The Ulster Farmers' Union has been hosting a sale on the Antrim Road in Belfast on Thursday to highlight the situation and how tough farmers are finding the conditions they have to work under.
Those who provide the public with a range of high quality goods are frustrated that retailers and food processors seem to be ignoring their plight - including such issues as rising feed and fuel costs and persistent bad weather.
Among the items available at the same are potatoes for just 23p per 2.5kg - which have a typical retail price of £1.69.
According to the UFU, 1kg of rindless back bacon is just £1.40 at farm gate price - but £7.15 by the time it hits the shops.
And milk which retails for 79p per litre is just 22p for the same amount at farm gate price.
Thursday's protest follows significant unrest elsewhere in the UK over falling milk prices and the UFU says such problems are affecting almost every sector of the agriculture industry in Northern Ireland.
This is the start of a process to try and highlight the issue - we need a food chain that's working.
UFU President Harry Sinclair
SDLP Agriculture spokesperson Joe Bryne said radical reform in the milk-pricing system is needed to alleviate the "desperation" faced by local dairy farmers due to farm gate milk prices being set so low.
"The liquid milk auction system administered by United Dairies here in Northern Ireland has consistently short-changed local dairy farmers in recent years," the West Tyrone MLA said.
"The reality is that milk processors and the large retailers are enjoying the profits, but dairy farmers aren't even covering their current costs of production.
"The time has come for the DARD Minister to intervene and change the system in the interests of the farmers and tackle the farm crisis in the dairy industry."
UFU President Harry Sinclair says that a great opportunity for agri-food exists, but insists that everyone in the chain has to make a profit.
"There are over 90,000 jobs within the food sector in Northern Ireland and farmers are the base of that," he added.
Agriculture Minister Michelle O'Neill said that, while competition is not a devolved matter, she would support the introduction of a Groceries Code Adjudicator in Westminster to regulate the market and hopes to see one by next year.
"In view of the importance of this issue, we have written to the Minister for Business Innovation and Skills - who has responsibility for this draft Bill - supporting the Bill and calling for the early introduction of an adjudicator with real power," she said.
"My aim remains to see a food industry where both farmers and other suppliers are getting a fair deal.
"I will continue to monitor the progress of the Bill and engage as necessary with the British Government as the Bill progresses."

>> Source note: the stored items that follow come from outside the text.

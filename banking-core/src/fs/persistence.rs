use anyhow::{Context, Result};
use serde::de::DeserializeOwned;
use serde::Serialize;
use std::io::Write;
use std::path::Path;

/// Saves a serializable object to a file atomically.
///
/// The JSON is written to a sibling temporary file, synced, then renamed
/// over the target so readers never observe a half-written flag.
pub fn save_state<T: Serialize>(path: &Path, state: &T) -> Result<()> {
    if let Some(parent) = path.parent() {
        std::fs::create_dir_all(parent).context("Failed to create parent directory")?;
    }

    let json = serde_json::to_string_pretty(state).context("Failed to serialize state")?;

    let temp_path = path.with_extension("tmp");
    let mut temp_file = std::fs::File::create(&temp_path).context("Failed to create temp file")?;

    temp_file
        .write_all(json.as_bytes())
        .context("Failed to write to temp file")?;
    temp_file.sync_all().context("Failed to sync temp file")?;

    std::fs::rename(&temp_path, path).context("Failed to rename temp file to target")?;

    Ok(())
}

/// Loads a deserializable object from a file.
///
/// Returns `Ok(None)` if the file does not exist; any other IO or parse
/// failure is an error.
pub fn load_state<T: DeserializeOwned>(path: &Path) -> Result<Option<T>> {
    let file = match std::fs::File::open(path) {
        Ok(file) => file,
        Err(e) if e.kind() == std::io::ErrorKind::NotFound => return Ok(None),
        Err(e) => return Err(e).context("Failed to open state file"),
    };
    let reader = std::io::BufReader::new(file);
    let state = serde_json::from_reader(reader).context("Failed to deserialize state")?;
    Ok(Some(state))
}

#[cfg(test)]
mod tests {
    use super::*;
    use serde::Deserialize;

    #[derive(Debug, PartialEq, Serialize, Deserialize)]
    struct Flag {
        on: bool,
    }

    #[test]
    fn test_save_then_load() {
        let dir = tempfile::tempdir().unwrap();
        let path = dir.path().join("nested").join("flag.json");

        save_state(&path, &Flag { on: true }).unwrap();
        let loaded: Option<Flag> = load_state(&path).unwrap();

        assert_eq!(loaded, Some(Flag { on: true }));
        assert!(!path.with_extension("tmp").exists());
    }

    #[test]
    fn test_missing_file_is_none() {
        let dir = tempfile::tempdir().unwrap();
        let loaded: Option<Flag> = load_state(&dir.path().join("absent.json")).unwrap();
        assert!(loaded.is_none());
    }

    #[test]
    fn test_corrupt_file_is_error() {
        let dir = tempfile::tempdir().unwrap();
        let path = dir.path().join("flag.json");
        std::fs::write(&path, "not json").unwrap();
        assert!(load_state::<Flag>(&path).is_err());
    }
}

I support fully the concept of fair pricing and last year welcomed the publication of the draft Groceries Code adjudicator Bill. I believe that this is a crucial issue for our producers and processors.
Agriculture Minister Michelle O'Neill
SDLP MP Margaret Ritchie urged the Agriculture Minister to compensate farmers who were facing delays in harvesting crops and higher feed costs due to ongoing bad weather conditions.
"Over the last number of months, farmers have had to face not only the ongoing financial problems as a consequence of the economic downturn, but the challenges presented by extremely bad weather characterised by prolonged pulses of heavy rainfall," she said.
"It necessitates the need for the recall of the Assembly's Agriculture Committee, and immediate action by the Minister to provide relief measures for farmers."
In 2008, the Executive funded a one-off hardship payment scheme of £500,000 for flooding hardship in agriculture.
DARD said they were very aware of the difficulties currently experienced by the farmers due to bad weather and said they provide practical advice to help mitigate risks associated.
They said anyone requiring further advice should contact their local CAFRE advisor.